# jd 180 no start



## john-dickjr (Jul 13, 2009)

i was mowing the yard, and my jd 180 backfired and then died, it has no fire at the plug,i pulled the flywheel off and cleaned every thing..the contacts, magnets..etc..and checked the key way still no start.. what is the biggest problem with this mower? what else is there that fires the plug..thanks


----------



## urednecku (Aug 29, 2007)

Not sure myself, but wanted to welcome ya to the forum. I'm sure somebody will be by shortly that could give ya some suggestions.


----------



## john-dickjr (Jul 13, 2009)

man i hope so, my yard is getting out of hand..its like 2 feet high


----------



## Live Oak (Dec 22, 2003)

Welcome to Tractor Forum John. Sorry to hear about the problems you are encountering. When you say no spark, you have checked for a spark directly from the spark plug wire lead to ground? Just for good drill, did you try another spark plug? I am suspecting you did. 
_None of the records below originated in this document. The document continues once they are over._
//! Deck × card incidence matrix
//!
//! Rows follow the corpus deck order (by name), columns follow the order of
//! the card universe handed to [`IncidenceMatrix::build`]. Each row is a
//! packed bit vector, so set intersection and union become word-wise
//! AND / OR with popcounts.

use std::collections::HashMap;

use crate::models::CardId;
use crate::services::corpus::CorpusIndex;
use crate::services::EngineResult;
use crate::storage::MetadataStore;

const WORD_BITS: usize = u64::BITS as usize;

/// A fixed-width binary row vector
#[derive(Debug, Clone, PartialEq, Eq)]
pub struct BitRow {
    words: Vec<u64>,
    width: usize,
}

impl BitRow {
    pub fn zeros(width: usize) -> Self {
        Self {
            words: vec![0; width.div_ceil(WORD_BITS)],
            width,
        }
    }

    pub fn width(&self) -> usize {
        self.width
    }

    pub fn set(&mut self, column: usize) {
        debug_assert!(column < self.width);
        self.words[column / WORD_BITS] |= 1u64 << (column % WORD_BITS);
    }

    pub fn get(&self, column: usize) -> bool {
        column < self.width && self.words[column / WORD_BITS] & (1u64 << (column % WORD_BITS)) != 0
    }

    /// Number of set cells
    pub fn count_ones(&self) -> usize {
        self.words.iter().map(|w| w.count_ones() as usize).sum()
    }

    /// Size of the intersection with another row of the same width
    pub fn and_count(&self, other: &BitRow) -> usize {
        self.words
            .iter()
            .zip(&other.words)
            .map(|(a, b)| (a & b).count_ones() as usize)
            .sum()
    }

    /// Size of the union with another row of the same width
    pub fn or_count(&self, other: &BitRow) -> usize {
        self.words
            .iter()
            .zip(&other.words)
            .map(|(a, b)| (a | b).count_ones() as usize)
            .sum()
    }
}

/// Builds the card universe the ranker compares decks over: every
/// non-basic card seen in the corpus that is not a land, in first-seen order.
pub fn nonland_universe(index: &CorpusIndex, metadata: &MetadataStore) -> EngineResult<Vec<CardId>> {
    let mut universe = Vec::new();
    for card in index.cards_in_order() {
        if !metadata.get(card)?.is_land() {
            universe.push(card.clone());
        }
    }
    Ok(universe)
}

/// Binary deck × card matrix over a fixed card universe
#[derive(Debug, Clone)]
pub struct IncidenceMatrix {
    deck_names: Vec<String>,
    columns: Vec<CardId>,
    column_index: HashMap<CardId, usize>,
    rows: Vec<BitRow>,
}

impl IncidenceMatrix {
    /// Builds one row per corpus deck and one column per universe card
    pub fn build(index: &CorpusIndex, universe: &[CardId]) -> Self {
        let mut columns = Vec::with_capacity(universe.len());
        let mut column_index = HashMap::with_capacity(universe.len());
        for card in universe {
            if !column_index.contains_key(card) {
                column_index.insert(card.clone(), columns.len());
                columns.push(card.clone());
            }
        }

        let mut deck_names = Vec::with_capacity(index.deck_count());
        let mut rows = Vec::with_capacity(index.deck_count());
        for deck in index.decks() {
            let mut row = BitRow::zeros(columns.len());
            for card in deck.cards() {
                if let Some(&column) = column_index.get(card) {
                    row.set(column);
                }
            }
            deck_names.push(deck.name.clone());
            rows.push(row);
        }

        tracing::debug!(
            rows = rows.len(),
            columns = columns.len(),
            "Incidence matrix built"
        );

        Self {
            deck_names,
            columns,
            column_index,
            rows,
        }
    }

    /// Projects a decklist into the matrix column space.
    ///
    /// Cards outside the universe are ignored.
    pub fn project<'a, I>(&self, decklist: I) -> BitRow
    where
        I: IntoIterator<Item = &'a CardId>,
    {
        let mut row = BitRow::zeros(self.columns.len());
        for card in decklist {
            if let Some(&column) = self.column_index.get(card) {
                row.set(column);
            }
        }
        row
    }

    pub fn rows(&self) -> &[BitRow] {
        &self.rows
    }

    pub fn deck_names(&self) -> &[String] {
        &self.deck_names
    }

    pub fn columns(&self) -> &[CardId] {
        &self.columns
    }

    pub fn column_of(&self, card: &CardId) -> Option<usize> {
        self.column_index.get(card).copied()
    }

    /// Cell lookup by deck row and card column
    pub fn contains(&self, deck_index: usize, column: usize) -> bool {
        self.rows
            .get(deck_index)
            .is_some_and(|row| row.get(column))
    }
}
//! Host-bound response packets.

use crate::decode::{Decode, DecodeError};
use crate::version::ProtocolVersion;

/// Tags carried in the first payload byte of a response frame.
#[derive(Debug, Clone, Copy, PartialEq, Eq)]
#[repr(u8)]
pub enum ResponseTag {
    Generic = 0xA0,
    ReadMemory = 0xA3,
    GetProperty = 0xA7,
}

impl ResponseTag {
    pub fn from_u8(value: u8) -> Option<Self> {
        Some(match value {
            0xA0 => Self::Generic,
            0xA3 => Self::ReadMemory,
            0xA7 => Self::GetProperty,
            _ => return None,
        })
    }
}

/// A decoded command-response payload.
///
/// Every response carries a status word as its first parameter; the parameters
/// after it depend on the tag (the echoed command tag for generic responses,
/// the byte count for read-memory responses, the property words for
/// get-property responses).
#[derive(Debug, Clone, PartialEq, Eq)]
pub struct CommandResponse {
    pub tag: u8,
    pub flags: u8,
    pub status: u32,
    pub parameters: Vec<u32>,
}

impl Decode for CommandResponse {
    /// Decodes the payload of a `Command` frame, i.e. the bytes after the
    /// 6-byte framing header.
    fn decode(data: impl IntoIterator<Item = u8>) -> Result<Self, DecodeError> {
        let mut data = data.into_iter();
        let tag = u8::decode(&mut data)?;
        let flags = u8::decode(&mut data)?;
        let _reserved = u8::decode(&mut data)?;
        let parameter_count = u8::decode(&mut data)?;
        if parameter_count == 0 {
            return Err(DecodeError::PacketTooShort);
        }

        let status = u32::decode(&mut data)?;
        let mut parameters = Vec::with_capacity(parameter_count as usize - 1);
        for _ in 1..parameter_count {
            parameters.push(u32::decode(&mut data)?);
        }

        Ok(Self {
            tag,
            flags,
            status,
            parameters,
        })
    }
}

/// The fixed 10-byte ping response, minus framing and CRC.
#[derive(Debug, Clone, Copy, PartialEq, Eq)]
pub struct PingResponse {
    pub version: ProtocolVersion,
    pub options: u16,
}

impl Decode for PingResponse {
    /// Decodes bytes `[2..8)` of a ping-response frame: the version quadruple
    /// followed by the options word.
    fn decode(data: impl IntoIterator<Item = u8>) -> Result<Self, DecodeError> {
        let mut data = data.into_iter();
        let version = ProtocolVersion::decode(&mut data)?;
        let options = u16::decode(&mut data)?;

        Ok(Self { version, options })
    }
}

#[cfg(test)]
mod tests {
    use super::*;
    use crate::decode::Decode;
    use crate::packets::command::CommandTag;
    use crate::packets::status::StatusCode;

    #[test]
    fn generic_response() {
        // GenericResponse for WriteMemory with status Success.
        let payload = [
            0xA0, 0x00, 0x00, 0x02, // tag, flags, reserved, parameter count
            0x00, 0x00, 0x00, 0x00, // status
            0x04, 0x00, 0x00, 0x00, // command tag
        ];
        let response = CommandResponse::decode(payload).unwrap();

        assert_eq!(response.tag, ResponseTag::Generic as u8);
        assert_eq!(response.status, StatusCode::Success as u32);
        assert_eq!(
            response.parameters,
            vec![CommandTag::WriteMemory as u32]
        );
    }

    #[test]
    fn truncated_response() {
        let payload = [0xA0, 0x00, 0x00, 0x02, 0x00, 0x00];
        assert_eq!(
            CommandResponse::decode(payload),
            Err(DecodeError::PacketTooShort)
        );
    }

    #[test]
    fn ping_response() {
        let decoded = PingResponse::decode([0x00, 0x02, 0x01, b'P', 0x00, 0x00]).unwrap();
        assert_eq!(decoded.version.to_string(), "P1.2.0");
        assert_eq!(decoded.options, 0);
    }
}
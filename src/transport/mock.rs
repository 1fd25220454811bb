//! An in-memory transport for exercising the engine and workflows without
//! hardware. Records everything the host sends and lets tests script the
//! target's side of the conversation.

use std::sync::Arc;
use std::time::Duration;

use tokio::sync::{mpsc, Mutex};

use super::{Transport, TransportError, INBOUND_CHANNEL_CAPACITY};

/// Maps one host frame to the chunks the fake target answers with.
pub(crate) type Responder = Box<dyn FnMut(&[u8]) -> Vec<Vec<u8>> + Send>;

pub(crate) struct MockTransport {
    sent: Arc<Mutex<Vec<Vec<u8>>>>,
    responder: Mutex<Option<Responder>>,
    inbound_tx: mpsc::Sender<Vec<u8>>,
    inbound_rx: Option<mpsc::Receiver<Vec<u8>>>,
}

impl MockTransport {
    pub(crate) fn new() -> Self {
        let (inbound_tx, inbound_rx) = mpsc::channel(INBOUND_CHANNEL_CAPACITY);
        Self {
            sent: Arc::new(Mutex::new(Vec::new())),
            responder: Mutex::new(None),
            inbound_tx,
            inbound_rx: Some(inbound_rx),
        }
    }

    /// Scripts the target: `responder` is called with every frame the host
    /// sends and its return chunks are delivered back.
    pub(crate) fn with_responder(responder: Responder) -> Self {
        let transport = Self::new();
        *transport.responder.try_lock().unwrap() = Some(responder);
        transport
    }

    /// A handle for injecting unsolicited inbound chunks.
    pub(crate) fn injector(&self) -> mpsc::Sender<Vec<u8>> {
        self.inbound_tx.clone()
    }

    /// Shared view of every byte string handed to the transport, in order.
    pub(crate) fn sent(&self) -> Arc<Mutex<Vec<Vec<u8>>>> {
        Arc::clone(&self.sent)
    }
}

impl Transport for MockTransport {
    async fn send_bytes(&self, bytes: &[u8]) -> Result<(), TransportError> {
        self.sent.lock().await.push(bytes.to_vec());

        let replies = match self.responder.lock().await.as_mut() {
            Some(responder) => responder(bytes),
            None => Vec::new(),
        };
        for reply in replies {
            if self.inbound_tx.send(reply).await.is_err() {
                return Err(TransportError::Closed);
            }
        }
        Ok(())
    }

    fn take_inbound(&mut self) -> Option<mpsc::Receiver<Vec<u8>>> {
        self.inbound_rx.take()
    }

    async fn shutdown(&self, _timeout: Duration) {}
}

/// Builders for the frames a real target would send back.
pub(crate) mod replies {
    use crate::crc::BLHOST_CRC16;
    use crate::packets::{framing_packet, FrameType};

    pub(crate) fn ack() -> Vec<u8> {
        vec![0x5A, 0xA1]
    }

    pub(crate) fn nak() -> Vec<u8> {
        vec![0x5A, 0xA2]
    }

    /// A ping response advertising protocol version P1.2.0 with no options.
    pub(crate) fn ping_response() -> Vec<u8> {
        let mut frame = vec![0x5A, 0xA7, 0x00, 0x02, 0x01, b'P', 0x00, 0x00];
        let crc = BLHOST_CRC16.checksum(&frame);
        frame.extend_from_slice(&crc.to_le_bytes());
        frame
    }

    pub(crate) fn generic_response(status: u32, command_tag: u32) -> Vec<u8> {
        response(0xA0, status, &[command_tag])
    }

    pub(crate) fn read_memory_response(status: u32, data_byte_count: u32) -> Vec<u8> {
        response(0xA3, status, &[data_byte_count])
    }

    pub(crate) fn get_property_response(status: u32, values: &[u32]) -> Vec<u8> {
        response(0xA7, status, values)
    }

    pub(crate) fn data_frame(bytes: &[u8]) -> Vec<u8> {
        framing_packet(FrameType::Data, bytes)
    }

    fn response(tag: u8, status: u32, parameters: &[u32]) -> Vec<u8> {
        let mut payload = vec![tag, 0x00, 0x00, 1 + parameters.len() as u8];
        payload.extend_from_slice(&status.to_le_bytes());
        for parameter in parameters {
            payload.extend_from_slice(&parameter.to_le_bytes());
        }
        framing_packet(FrameType::Command, &payload)
    }
}
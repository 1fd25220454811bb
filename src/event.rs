//! One-shot completion signals shared between the reader task and the driver.

use std::sync::atomic::{AtomicBool, Ordering};
use std::time::Duration;

use tokio::sync::Notify;
use tokio::time;

/// An edge-triggered flag: the reader sets it, the driver clears it before
/// issuing a command and waits on it with a timeout. Safe for concurrent
/// set/clear/wait.
#[derive(Debug, Default)]
pub struct Event {
    flag: AtomicBool,
    notify: Notify,
}

impl Event {
    pub fn new() -> Self {
        Self::default()
    }

    pub fn set(&self) {
        self.flag.store(true, Ordering::SeqCst);
        self.notify.notify_waiters();
    }

    pub fn clear(&self) {
        self.flag.store(false, Ordering::SeqCst);
    }

    pub fn is_set(&self) -> bool {
        self.flag.load(Ordering::SeqCst)
    }

    /// Waits until the flag is set or `timeout` elapses; returns whether the
    /// flag was observed set.
    pub async fn wait_timeout(&self, timeout: Duration) -> bool {
        time::timeout(timeout, self.wait()).await.is_ok()
    }

    async fn wait(&self) {
        loop {
            // Register for the wakeup before checking, so a set() between the
            // check and the await is not lost.
            let notified = self.notify.notified();
            tokio::pin!(notified);
            notified.as_mut().enable();
            if self.is_set() {
                return;
            }
            notified.await;
        }
    }
}

#[cfg(test)]
mod tests {
    use std::sync::Arc;
    use std::time::Duration;

    use super::Event;

    #[tokio::test]
    async fn already_set_returns_immediately() {
        let event = Event::new();
        event.set();
        assert!(event.wait_timeout(Duration::from_millis(10)).await);
    }

    #[tokio::test]
    async fn times_out_when_never_set() {
        let event = Event::new();
        assert!(!event.wait_timeout(Duration::from_millis(10)).await);
    }

    #[tokio::test]
    async fn wakes_a_waiting_task() {
        let event = Arc::new(Event::new());

        let waiter = tokio::spawn({
            let event = Arc::clone(&event);
            async move { event.wait_timeout(Duration::from_secs(1)).await }
        });
        tokio::task::yield_now().await;
        event.set();

        assert!(waiter.await.unwrap());
    }

    #[tokio::test]
    async fn clear_resets_the_edge() {
        let event = Event::new();
        event.set();
        event.clear();
        assert!(!event.wait_timeout(Duration::from_millis(10)).await);
    }
}
//! The multi-phase upload workflow: erase, announce the write, stream the
//! image in acknowledged chunks, then collect the final status.

use std::path::Path;
use std::time::Duration;

use log::{error, info, warn};

use super::{emit_progress, ping_target, reset, CommandError, ProgressCallback};
use crate::engine::Engine;
use crate::packets::command::{CommandPacket, DataPacket};
use crate::transport::Transport;

/// Bytes per data frame; the target acknowledges each frame before the next
/// may be sent.
const DATA_CHUNK_SIZE: usize = 32;

/// Images are padded with the flash erase pattern. The reference manual says
/// the byte count is rounded to a multiple of 4, but the flash controller
/// needs 16-byte alignment.
const FLASH_ALIGNMENT: usize = 16;
const ERASE_PATTERN: u8 = 0xFF;

#[derive(Debug, Clone)]
pub struct UploadOptions {
    /// Address the image is written to.
    pub start_address: u32,
    /// Bytes to erase ahead of the write, starting at `start_address`.
    pub erase_byte_count: u32,
    /// Deadline for every individual response.
    pub timeout: Duration,
    /// Times to ping before giving up on reaching the target.
    pub ping_repeat: u32,
    /// Full upload attempts before declaring failure. Must be at least 1.
    pub attempts: u32,
    /// Reset the target once the upload is over, successful or not.
    pub reset_after: bool,
    /// Treat a missing final write-memory status as success.
    pub assume_success: bool,
}

impl UploadOptions {
    pub fn new(start_address: u32, erase_byte_count: u32) -> Self {
        Self {
            start_address,
            erase_byte_count,
            timeout: Duration::from_secs(5),
            ping_repeat: 3,
            attempts: 1,
            reset_after: true,
            assume_success: false,
        }
    }
}

enum Attempt {
    Succeeded,
    Failed { touched_flash: bool },
}

/// Reads `path` and uploads it; see [`upload`].
pub async fn upload_file<T: Transport>(
    engine: &Engine<T>,
    path: &Path,
    options: &UploadOptions,
    progress: Option<ProgressCallback>,
) -> Result<bool, CommandError> {
    info!(
        "uploading \"{}\" to {:#X}",
        path.display(),
        options.start_address
    );
    let binary = tokio::fs::read(path).await?;
    upload(engine, &binary, options, progress).await
}

/// Uploads `binary` to the target, retrying up to `options.attempts` times.
///
/// Progress percentages are reported through `progress`; within one attempt
/// they are non-decreasing. Returns `Ok(false)` when the target could not be
/// programmed (or, with `reset_after`, could not be reset); `Err` is reserved
/// for invalid arguments.
pub async fn upload<T: Transport>(
    engine: &Engine<T>,
    binary: &[u8],
    options: &UploadOptions,
    mut progress: Option<ProgressCallback>,
) -> Result<bool, CommandError> {
    if options.attempts == 0 {
        return Err(CommandError::InvalidArgument);
    }

    let binary = pad_to_alignment(binary);

    let mut result = false;
    let mut touched_flash = false;
    for attempt in 1..=options.attempts {
        if options.attempts > 1 {
            info!("upload attempt {attempt} of {}", options.attempts);
        }
        match upload_attempt(engine, &binary, options, &mut progress).await {
            Attempt::Succeeded => {
                result = true;
                break;
            }
            Attempt::Failed {
                touched_flash: touched,
            } => touched_flash |= touched,
        }
    }

    if !result && touched_flash {
        // A failed attempt may have left a partial image; erase it rather
        // than leave something bootable-looking behind.
        info!(
            "uploading failed; erasing flash region: {:#X} -> {:#X}",
            options.start_address,
            options.start_address + options.erase_byte_count
        );
        engine.signals.flash_erase_region.clear();
        match engine
            .send_packet(CommandPacket::flash_erase_region(
                options.start_address,
                options.erase_byte_count,
            ))
            .await
        {
            Ok(()) => {
                if !engine
                    .signals
                    .flash_erase_region
                    .wait_timeout(options.timeout)
                    .await
                {
                    error!(
                        "timed out waiting for flash erase region response after the upload failed"
                    );
                }
            }
            Err(e) => error!("failed to send cleanup flash erase region: {e}"),
        }
    }

    if options.reset_after {
        // The target must never be left sitting in the bootloader.
        if !reset(engine, options.timeout).await {
            error!("timed out waiting for reset response");
            result = false;
        }
    }

    Ok(result)
}

async fn upload_attempt<T: Transport>(
    engine: &Engine<T>,
    binary: &[u8],
    options: &UploadOptions,
    progress: &mut Option<ProgressCallback>,
) -> Attempt {
    if !ping_target(engine, options.timeout, options.ping_repeat).await {
        return Attempt::Failed {
            touched_flash: false,
        };
    }

    // Erase the region the image will land in; the write is only issued once
    // this succeeds.
    info!(
        "erasing flash region: {:#X} -> {:#X}",
        options.start_address,
        options.start_address + options.erase_byte_count
    );
    engine.signals.flash_erase_region.clear();
    if let Err(e) = engine
        .send_packet(CommandPacket::flash_erase_region(
            options.start_address,
            options.erase_byte_count,
        ))
        .await
    {
        error!("failed to send flash erase region: {e}");
        return Attempt::Failed {
            touched_flash: false,
        };
    }
    if !engine
        .signals
        .flash_erase_region
        .wait_timeout(options.timeout)
        .await
    {
        warn!("timed out waiting for initial flash erase region response");
        return Attempt::Failed { touched_flash: true };
    }

    info!("sending write memory command");
    engine.signals.write_memory_response.clear();
    if let Err(e) = engine
        .send_packet(CommandPacket::write_memory(
            options.start_address,
            binary.len() as u32,
        ))
        .await
    {
        error!("failed to send write memory: {e}");
        return Attempt::Failed { touched_flash: true };
    }
    if !engine
        .signals
        .write_memory_response
        .wait_timeout(options.timeout)
        .await
    {
        warn!("timed out waiting for write memory response");
        return Attempt::Failed { touched_flash: true };
    }

    // The same signal carries the terminal status once the data stream is
    // complete; re-arm it before streaming.
    engine.signals.write_memory_response.clear();

    emit_progress(progress, 0.0);
    let mut data_sent = 0usize;
    for chunk in binary.chunks(DATA_CHUNK_SIZE) {
        engine.signals.ack.clear();
        if let Err(e) = engine.send_packet(DataPacket(chunk)).await {
            error!("failed to send data packet: {e}");
            return Attempt::Failed { touched_flash: true };
        }
        if !engine.signals.ack.wait_timeout(options.timeout).await {
            warn!("timed out waiting for ACK response");
            return Attempt::Failed { touched_flash: true };
        }

        data_sent += chunk.len();
        emit_progress(progress, data_sent as f64 / binary.len() as f64 * 100.0);
    }

    if engine
        .signals
        .write_memory_response
        .wait_timeout(options.timeout)
        .await
    {
        Attempt::Succeeded
    } else if options.assume_success {
        info!("no final write memory status; assuming success");
        Attempt::Succeeded
    } else {
        warn!("timed out waiting for write memory response");
        Attempt::Failed { touched_flash: true }
    }
}

/// Right-pads with the erase pattern to the next flash-alignment boundary.
fn pad_to_alignment(binary: &[u8]) -> Vec<u8> {
    let mut padded = binary.to_vec();
    let remainder = padded.len() % FLASH_ALIGNMENT;
    if remainder != 0 {
        padded.resize(padded.len() + FLASH_ALIGNMENT - remainder, ERASE_PATTERN);
    }
    padded
}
Magneto's don't often go bad but I had this happen on a brand new Stihl back pack blower.


----------



## john-dickjr (Jul 13, 2009)

yes, i tried everything i know to do on small engine stuff...could the coil be back? what else can be checked, any safety switches ?


----------



## MFreund (May 2, 2008)

I had a 322 with a Yanmar gas motor and had to replace each coil(3 total) at around 500-600 hrs. They went bad 1 at a time.


----------



## john-dickjr (Jul 13, 2009)

guess i will start replacing stuff...coil..all safety switches, ignition switch..ingitior..


----------



## john-dickjr (Jul 13, 2009)

i got it fixed...bad coil


----------



## urednecku (Aug 29, 2007)

> _Originally posted by john-dickjr _
> *i got it fixed...bad coil *


Good job!!


----------



## MFreund (May 2, 2008)

Congratulations!!


----------